*** Block opens ***
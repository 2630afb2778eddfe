//! Tools the model may call against a project.
//!
//! The set is fixed: three read tools are always available, the three write
//! tools only when the caller opts into write mode. Every tool validates its
//! JSON arguments against the declared schema before running, and execution
//! never fails outward; errors come back as result text so the model can
//! correct itself on the next turn.

use anyhow::{Context, Result, anyhow};
use chrono::NaiveDate;
use jsonschema::validator_for;
use serde::Deserialize;
use serde::de::DeserializeOwned;
use serde_json::{Value, json};
use tracing::{debug, info, warn};

use crate::core::codec::serialize_task;
use crate::core::messages::ToolDeclaration;
use crate::core::snapshot::ProjectSnapshot;
use crate::core::types::{DEFAULT_PRIORITY, Subtask, Task, TaskStatus, next_task_id};
use crate::core::worklog::{TaskEvent, search};
use crate::io::events::{DocumentEvent, EventBus};
use crate::io::log_store::{read_log, record_task_event};
use crate::io::task_store::{load_tasks, write_tasks};
use crate::io::workspace::{ProjectPaths, Workspace};

/// Prefix of every failed tool result.
pub const ERROR_PREFIX: &str = "Error: ";

#[derive(Debug, Clone, Copy, PartialEq, Eq, Hash)]
pub enum ToolKind {
    ListTasks,
    SearchLogs,
    GetInsights,
    AddTask,
    AddSubtask,
    MoveTask,
}

impl ToolKind {
    pub const ALL: [ToolKind; 6] = [
        ToolKind::ListTasks,
        ToolKind::SearchLogs,
        ToolKind::GetInsights,
        ToolKind::AddTask,
        ToolKind::AddSubtask,
        ToolKind::MoveTask,
    ];

    pub fn name(self) -> &'static str {
        match self {
            ToolKind::ListTasks => "list_tasks",
            ToolKind::SearchLogs => "search_logs",
            ToolKind::GetInsights => "get_insights",
            ToolKind::AddTask => "add_task",
            ToolKind::AddSubtask => "add_subtask",
            ToolKind::MoveTask => "move_task",
        }
    }

    pub fn from_name(name: &str) -> Option<Self> {
        Self::ALL.into_iter().find(|kind| kind.name() == name)
    }

    pub fn is_write(self) -> bool {
        matches!(
            self,
            ToolKind::AddTask | ToolKind::AddSubtask | ToolKind::MoveTask
        )
    }

    pub fn description(self) -> &'static str {
        match self {
            ToolKind::ListTasks => {
                "List the project's tasks with status, priority, description and subtasks. \
                 Optionally filter by status."
            }
            ToolKind::SearchLogs => {
                "Search the project's work log for a keyword (case-insensitive), \
                 optionally limited to an inclusive YYYY-MM-DD date range."
            }
            ToolKind::GetInsights => {
                "Summarize the task board: status counts, open high-priority tasks \
                 and tasks that have been open for more than a week."
            }
            ToolKind::AddTask => {
                "Create a new open task. Priority is 1 (high), 2 (normal, default) or 3 (low)."
            }
            ToolKind::AddSubtask => "Append a subtask to an existing task.",
            ToolKind::MoveTask => "Change a task's status to open, in_progress or done.",
        }
    }

    pub fn input_schema(self) -> Value {
        let status = json!({
            "type": "string",
            "enum": ["open", "in_progress", "done"]
        });
        match self {
            ToolKind::ListTasks => json!({
                "type": "object",
                "properties": { "status": status }
            }),
            ToolKind::SearchLogs => json!({
                "type": "object",
                "properties": {
                    "keyword": { "type": "string", "minLength": 1 },
                    "from": { "type": "string", "description": "YYYY-MM-DD" },
                    "to": { "type": "string", "description": "YYYY-MM-DD" }
                },
                "required": ["keyword"]
            }),
            ToolKind::GetInsights => json!({
                "type": "object",
                "properties": {}
            }),
            ToolKind::AddTask => json!({
                "type": "object",
                "properties": {
                    "title": { "type": "string", "minLength": 1 },
                    "priority": { "type": "integer", "minimum": 1, "maximum": 3 },
                    "tags": { "type": "array", "items": { "type": "string" } }
                },
                "required": ["title"]
            }),
            ToolKind::AddSubtask => json!({
                "type": "object",
                "properties": {
                    "task_id": { "type": "integer", "minimum": 1 },
                    "title": { "type": "string", "minLength": 1 }
                },
                "required": ["task_id", "title"]
            }),
            ToolKind::MoveTask => json!({
                "type": "object",
                "properties": {
                    "task_id": { "type": "integer", "minimum": 1 },
                    "status": status
                },
                "required": ["task_id", "status"]
            }),
        }
    }

    pub fn declaration(self) -> ToolDeclaration {
        ToolDeclaration {
            name: self.name().to_string(),
            description: self.description().to_string(),
            input_schema: self.input_schema(),
        }
    }

    /// Run the tool. Failures are returned as `Error: <reason>` text.
    pub fn execute(self, ctx: &ToolContext<'_>, args: &Value) -> String {
        match self.try_execute(ctx, args) {
            Ok(text) => text,
            Err(err) => {
                debug!(tool = self.name(), error = %format!("{err:#}"), "tool failed");
                format!("{ERROR_PREFIX}{err:#}")
            }
        }
    }

    fn try_execute(self, ctx: &ToolContext<'_>, args: &Value) -> Result<String> {
        validate_args(&self.input_schema(), args)?;
        match self {
            ToolKind::ListTasks => list_tasks(ctx, parse_args(args)?),
            ToolKind::SearchLogs => search_logs(ctx, parse_args(args)?),
            ToolKind::GetInsights => get_insights(ctx),
            ToolKind::AddTask => add_task(ctx, parse_args(args)?),
            ToolKind::AddSubtask => add_subtask(ctx, parse_args(args)?),
            ToolKind::MoveTask => move_task(ctx, parse_args(args)?),
        }
    }
}

/// The tools offered to the model for one conversation.
#[derive(Debug, Clone, PartialEq, Eq)]
pub struct ToolRegistry {
    tools: Vec<ToolKind>,
}

impl ToolRegistry {
    pub fn new(allow_write: bool) -> Self {
        let tools = ToolKind::ALL
            .into_iter()
            .filter(|kind| allow_write || !kind.is_write())
            .collect();
        Self { tools }
    }

    /// Registered tool with this name; write tools are absent in read-only mode.
    pub fn lookup(&self, name: &str) -> Option<ToolKind> {
        self.tools.iter().copied().find(|kind| kind.name() == name)
    }

    pub fn tools(&self) -> &[ToolKind] {
        &self.tools
    }

    pub fn declarations(&self) -> Vec<ToolDeclaration> {
        self.tools.iter().map(|kind| kind.declaration()).collect()
    }
}

/// Everything a tool needs, passed explicitly on every call.
#[derive(Debug, Clone, Copy)]
pub struct ToolContext<'a> {
    pub workspace: &'a Workspace,
    pub project: &'a str,
    pub today: NaiveDate,
    pub events: Option<&'a EventBus>,
}

impl ToolContext<'_> {
    fn paths(&self) -> Result<ProjectPaths> {
        self.workspace.existing_project(self.project)
    }

    fn publish(&self, event: DocumentEvent) {
        if let Some(events) = self.events {
            events.publish(&event);
        }
    }
}

#[derive(Debug, Deserialize)]
struct ListTasksArgs {
    status: Option<TaskStatus>,
}

#[derive(Debug, Deserialize)]
struct SearchLogsArgs {
    keyword: String,
    from: Option<String>,
    to: Option<String>,
}

#[derive(Debug, Deserialize)]
struct AddTaskArgs {
    title: String,
    priority: Option<u8>,
    #[serde(default)]
    tags: Vec<String>,
}

#[derive(Debug, Deserialize)]
struct AddSubtaskArgs {
    task_id: u32,
    title: String,
}

#[derive(Debug, Deserialize)]
struct MoveTaskArgs {
    task_id: u32,
    status: TaskStatus,
}

fn validate_args(schema: &Value, args: &Value) -> Result<()> {
    let compiled = validator_for(schema).map_err(|err| anyhow!("invalid tool schema: {err}"))?;
    if !compiled.is_valid(args) {
        let messages = compiled
            .iter_errors(args)
            .map(|err| err.to_string())
            .collect::<Vec<_>>();
        return Err(anyhow!("invalid arguments: {}", messages.join("; ")));
    }
    Ok(())
}

fn parse_args<T: DeserializeOwned>(args: &Value) -> Result<T> {
    serde_json::from_value(args.clone()).context("invalid arguments")
}

fn list_tasks(ctx: &ToolContext<'_>, args: ListTasksArgs) -> Result<String> {
    let tasks = load_tasks(&ctx.paths()?.tasks_path)?;
    let selected = tasks
        .iter()
        .filter(|task| args.status.is_none_or(|status| task.status == status))
        .map(serialize_task)
        .collect::<Vec<_>>();
    if selected.is_empty() {
        return Ok(match args.status {
            Some(status) => format!("No tasks with status {status}."),
            None => "No tasks yet.".to_string(),
        });
    }
    Ok(selected.join("\n\n"))
}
*** Block closes ***
** PROBLEM REQUIREMENTS **
Return exactly the lines that run from the top of the listing above to the line containing "pub fn from_name(name: &str)", please, keeping both end lines and leaving out everything else.

** ANSWER FOR THE TASK **
repository 2630afb2778eddfe
//! Tools the model may call against a project.
//!
//! The set is fixed: three read tools are always available, the three write
//! tools only when the caller opts into write mode. Every tool validates its
//! JSON arguments against the declared schema before running, and execution
//! never fails outward; errors come back as result text so the model can
//! correct itself on the next turn.

use anyhow::{Context, Result, anyhow};
use chrono::NaiveDate;
use jsonschema::validator_for;
use serde::Deserialize;
use serde::de::DeserializeOwned;
use serde_json::{Value, json};
use tracing::{debug, info, warn};

use crate::core::codec::serialize_task;
use crate::core::messages::ToolDeclaration;
use crate::core::snapshot::ProjectSnapshot;
use crate::core::types::{DEFAULT_PRIORITY, Subtask, Task, TaskStatus, next_task_id};
use crate::core::worklog::{TaskEvent, search};
use crate::io::events::{DocumentEvent, EventBus};
use crate::io::log_store::{read_log, record_task_event};
use crate::io::task_store::{load_tasks, write_tasks};
use crate::io::workspace::{ProjectPaths, Workspace};

/// Prefix of every failed tool result.
pub const ERROR_PREFIX: &str = "Error: ";

#[derive(Debug, Clone, Copy, PartialEq, Eq, Hash)]
pub enum ToolKind {
    ListTasks,
    SearchLogs,
    GetInsights,
    AddTask,
    AddSubtask,
    MoveTask,
}

impl ToolKind {
    pub const ALL: [ToolKind; 6] = [
        ToolKind::ListTasks,
        ToolKind::SearchLogs,
        ToolKind::GetInsights,
        ToolKind::AddTask,
        ToolKind::AddSubtask,
        ToolKind::MoveTask,
    ];

    pub fn name(self) -> &'static str {
        match self {
            ToolKind::ListTasks => "list_tasks",
            ToolKind::SearchLogs => "search_logs",
            ToolKind::GetInsights => "get_insights",
            ToolKind::AddTask => "add_task",
            ToolKind::AddSubtask => "add_subtask",
            ToolKind::MoveTask => "move_task",
        }
    }

    pub fn from_name(name: &str) -> Option<Self> {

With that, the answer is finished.